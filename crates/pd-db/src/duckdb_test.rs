use super::*;
use pd_core::RowKey;

impl DuckDbBackend {
    fn in_memory() -> DbResult<Self> {
        let conn =
            Connection::open_in_memory().map_err(|e| DbError::ConnectionError(e.to_string()))?;
        Ok(Self {
            conn: Mutex::new(conn),
        })
    }

    fn execute_batch(&self, sql: &str) -> DbResult<()> {
        Ok(self.lock()?.execute_batch(sql)?)
    }

    fn query_count(&self, sql: &str) -> DbResult<usize> {
        let conn = self.lock()?;
        let count: i64 =
            conn.query_row(&format!("SELECT COUNT(*) FROM ({})", sql), [], |row| row.get(0))?;
        Ok(count as usize)
    }

    fn relation_exists(&self, name: &str) -> DbResult<bool> {
        let conn = self.lock()?;
        let count: i64 = conn.query_row(
            "SELECT COUNT(*) FROM information_schema.tables WHERE table_schema = 'main' AND lower(table_name) = lower(?)",
            params![name],
            |row| row.get(0),
        )?;
        Ok(count > 0)
    }
}

fn sample_store() -> ReferentialStore {
    let mut store = ReferentialStore::new();
    store
        .insert(Row::Result(MatchResult {
            date: "1872-03-30".to_string(),
            home_team: "Scotland".to_string(),
            away_team: "England".to_string(),
            home_goals: 0,
            away_goals: 0,
            tournament: "Friendly".to_string(),
            city: "Glasgow".to_string(),
            country: "Scotland".to_string(),
            neutral: false,
        }))
        .unwrap();
    store
        .insert(Row::Goalscorer(Goalscorer {
            date: "1872-03-30".to_string(),
            home_team: "Scotland".to_string(),
            away_team: "England".to_string(),
            scorer: "A. Rhind".to_string(),
            minute: None,
            own_goal: false,
            penalty: true,
        }))
        .unwrap();
    store
        .insert(Row::Shootout(Shootout {
            date: "1872-03-30".to_string(),
            home_team: "Scotland".to_string(),
            away_team: "England".to_string(),
            winner: "England".to_string(),
        }))
        .unwrap();
    store
        .insert(Row::FormerName(FormerName {
            current_name: "Myanmar".to_string(),
            former_name: "Burma".to_string(),
            start_date: "1948-01-04".to_string(),
            end_date: "1989-06-18".to_string(),
        }))
        .unwrap();
    store
}

#[test]
fn test_in_memory() {
    let db = DuckDbBackend::in_memory().unwrap();
    assert!(!db.relation_exists("results").unwrap());
}

#[test]
fn test_query_missing_table() {
    let db = DuckDbBackend::in_memory().unwrap();
    let err = db.query_count("SELECT * FROM nope").unwrap_err();
    assert!(matches!(err, DbError::TableNotFound(_)));
}

#[test]
fn test_write_store_creates_keyed_tables() {
    let db = DuckDbBackend::in_memory().unwrap();
    let counts = db.write_store(&sample_store()).unwrap();

    assert_eq!(counts.total(), 4);
    for relation in Relation::ALL {
        assert!(db.relation_exists(relation.table_name()).unwrap());
    }
    assert_eq!(db.query_count("SELECT * FROM goalscorers").unwrap(), 1);

    // The native tables enforce the same foreign key as the store.
    let orphan = db.execute_batch(
        "INSERT INTO shootouts VALUES ('1900-01-01', 'Nowhere', 'Elsewhere', 'Nowhere')",
    );
    assert!(orphan.is_err());
}

#[test]
fn test_write_then_read_rows() {
    let store = sample_store();
    let db = DuckDbBackend::in_memory().unwrap();
    db.write_store(&store).unwrap();

    for relation in Relation::ALL {
        assert_eq!(db.read_rows(relation).unwrap(), store.rows(relation));
    }
}

#[test]
fn test_write_store_replaces_previous_contents() {
    let db = DuckDbBackend::in_memory().unwrap();
    db.write_store(&sample_store()).unwrap();
    db.write_store(&ReferentialStore::new()).unwrap();

    for relation in Relation::ALL {
        assert!(db.read_rows(relation).unwrap().is_empty());
    }
}

#[test]
fn test_durable_file_survives_reopen() {
    let dir = tempfile::tempdir().unwrap();
    let path = dir.path().join("pitchdata.duckdb");

    {
        let db = DuckDbBackend::from_path(&path).unwrap();
        db.write_store(&sample_store()).unwrap();
    }

    let db = DuckDbBackend::open_existing(&path).unwrap();
    let rows = db.read_rows(Relation::Result).unwrap();
    assert_eq!(rows.len(), 1);
    assert_eq!(
        rows[0].primary_key(),
        Some(RowKey::Match(pd_core::MatchKey::new(
            "1872-03-30",
            "Scotland",
            "England"
        )))
    );
}

#[test]
fn test_open_existing_missing_file() {
    let dir = tempfile::tempdir().unwrap();
    let err = DuckDbBackend::open_existing(&dir.path().join("absent.duckdb"))
        .err()
        .unwrap();
    assert!(matches!(err, DbError::Io { .. }));
}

(Work request) Retype the listing exactly, in full.

(Expected output)
filename crates/pd-db/src/duckdb_test.rs
use super::*;
use pd_core::RowKey;

impl DuckDbBackend {
    fn in_memory() -> DbResult<Self> {
        let conn =
            Connection::open_in_memory().map_err(|e| DbError::ConnectionError(e.to_string()))?;
        Ok(Self {
            conn: Mutex::new(conn),
        })
    }

    fn execute_batch(&self, sql: &str) -> DbResult<()> {
        Ok(self.lock()?.execute_batch(sql)?)
    }

    fn query_count(&self, sql: &str) -> DbResult<usize> {
        let conn = self.lock()?;
        let count: i64 =
            conn.query_row(&format!("SELECT COUNT(*) FROM ({})", sql), [], |row| row.get(0))?;
        Ok(count as usize)
    }

    fn relation_exists(&self, name: &str) -> DbResult<bool> {
        let conn = self.lock()?;
        let count: i64 = conn.query_row(
            "SELECT COUNT(*) FROM information_schema.tables WHERE table_schema = 'main' AND lower(table_name) = lower(?)",
            params![name],
            |row| row.get(0),
        )?;
        Ok(count > 0)
    }
}

fn sample_store() -> ReferentialStore {
    let mut store = ReferentialStore::new();
    store
        .insert(Row::Result(MatchResult {
            date: "1872-03-30".to_string(),
            home_team: "Scotland".to_string(),
            away_team: "England".to_string(),
            home_goals: 0,
            away_goals: 0,
            tournament: "Friendly".to_string(),
            city: "Glasgow".to_string(),
            country: "Scotland".to_string(),
            neutral: false,
        }))
        .unwrap();
    store
        .insert(Row::Goalscorer(Goalscorer {
            date: "1872-03-30".to_string(),
            home_team: "Scotland".to_string(),
            away_team: "England".to_string(),
            scorer: "A. Rhind".to_string(),
            minute: None,
            own_goal: false,
            penalty: true,
        }))
        .unwrap();
    store
        .insert(Row::Shootout(Shootout {
            date: "1872-03-30".to_string(),
            home_team: "Scotland".to_string(),
            away_team: "England".to_string(),
            winner: "England".to_string(),
        }))
        .unwrap();
    store
        .insert(Row::FormerName(FormerName {
            current_name: "Myanmar".to_string(),
            former_name: "Burma".to_string(),
            start_date: "1948-01-04".to_string(),
            end_date: "1989-06-18".to_string(),
        }))
        .unwrap();
    store
}

#[test]
fn test_in_memory() {
    let db = DuckDbBackend::in_memory().unwrap();
    assert!(!db.relation_exists("results").unwrap());
}

#[test]
fn test_query_missing_table() {
    let db = DuckDbBackend::in_memory().unwrap();
    let err = db.query_count("SELECT * FROM nope").unwrap_err();
    assert!(matches!(err, DbError::TableNotFound(_)));
}

#[test]
fn test_write_store_creates_keyed_tables() {
    let db = DuckDbBackend::in_memory().unwrap();
    let counts = db.write_store(&sample_store()).unwrap();

    assert_eq!(counts.total(), 4);
    for relation in Relation::ALL {
        assert!(db.relation_exists(relation.table_name()).unwrap());
    }
    assert_eq!(db.query_count("SELECT * FROM goalscorers").unwrap(), 1);

    // The native tables enforce the same foreign key as the store.
    let orphan = db.execute_batch(
        "INSERT INTO shootouts VALUES ('1900-01-01', 'Nowhere', 'Elsewhere', 'Nowhere')",
    );
    assert!(orphan.is_err());
}

#[test]
fn test_write_then_read_rows() {
    let store = sample_store();
    let db = DuckDbBackend::in_memory().unwrap();
    db.write_store(&store).unwrap();

    for relation in Relation::ALL {
        assert_eq!(db.read_rows(relation).unwrap(), store.rows(relation));
    }
}

#[test]
fn test_write_store_replaces_previous_contents() {
    let db = DuckDbBackend::in_memory().unwrap();
    db.write_store(&sample_store()).unwrap();
    db.write_store(&ReferentialStore::new()).unwrap();

    for relation in Relation::ALL {
        assert!(db.read_rows(relation).unwrap().is_empty());
    }
}

#[test]
fn test_durable_file_survives_reopen() {
    let dir = tempfile::tempdir().unwrap();
    let path = dir.path().join("pitchdata.duckdb");

    {
        let db = DuckDbBackend::from_path(&path).unwrap();
        db.write_store(&sample_store()).unwrap();
    }

    let db = DuckDbBackend::open_existing(&path).unwrap();
    let rows = db.read_rows(Relation::Result).unwrap();
    assert_eq!(rows.len(), 1);
    assert_eq!(
        rows[0].primary_key(),
        Some(RowKey::Match(pd_core::MatchKey::new(
            "1872-03-30",
            "Scotland",
            "England"
        )))
    );
}

#[test]
fn test_open_existing_missing_file() {
    let dir = tempfile::tempdir().unwrap();
    let err = DuckDbBackend::open_existing(&dir.path().join("absent.duckdb"))
        .err()
        .unwrap();
    assert!(matches!(err, DbError::Io { .. }));
}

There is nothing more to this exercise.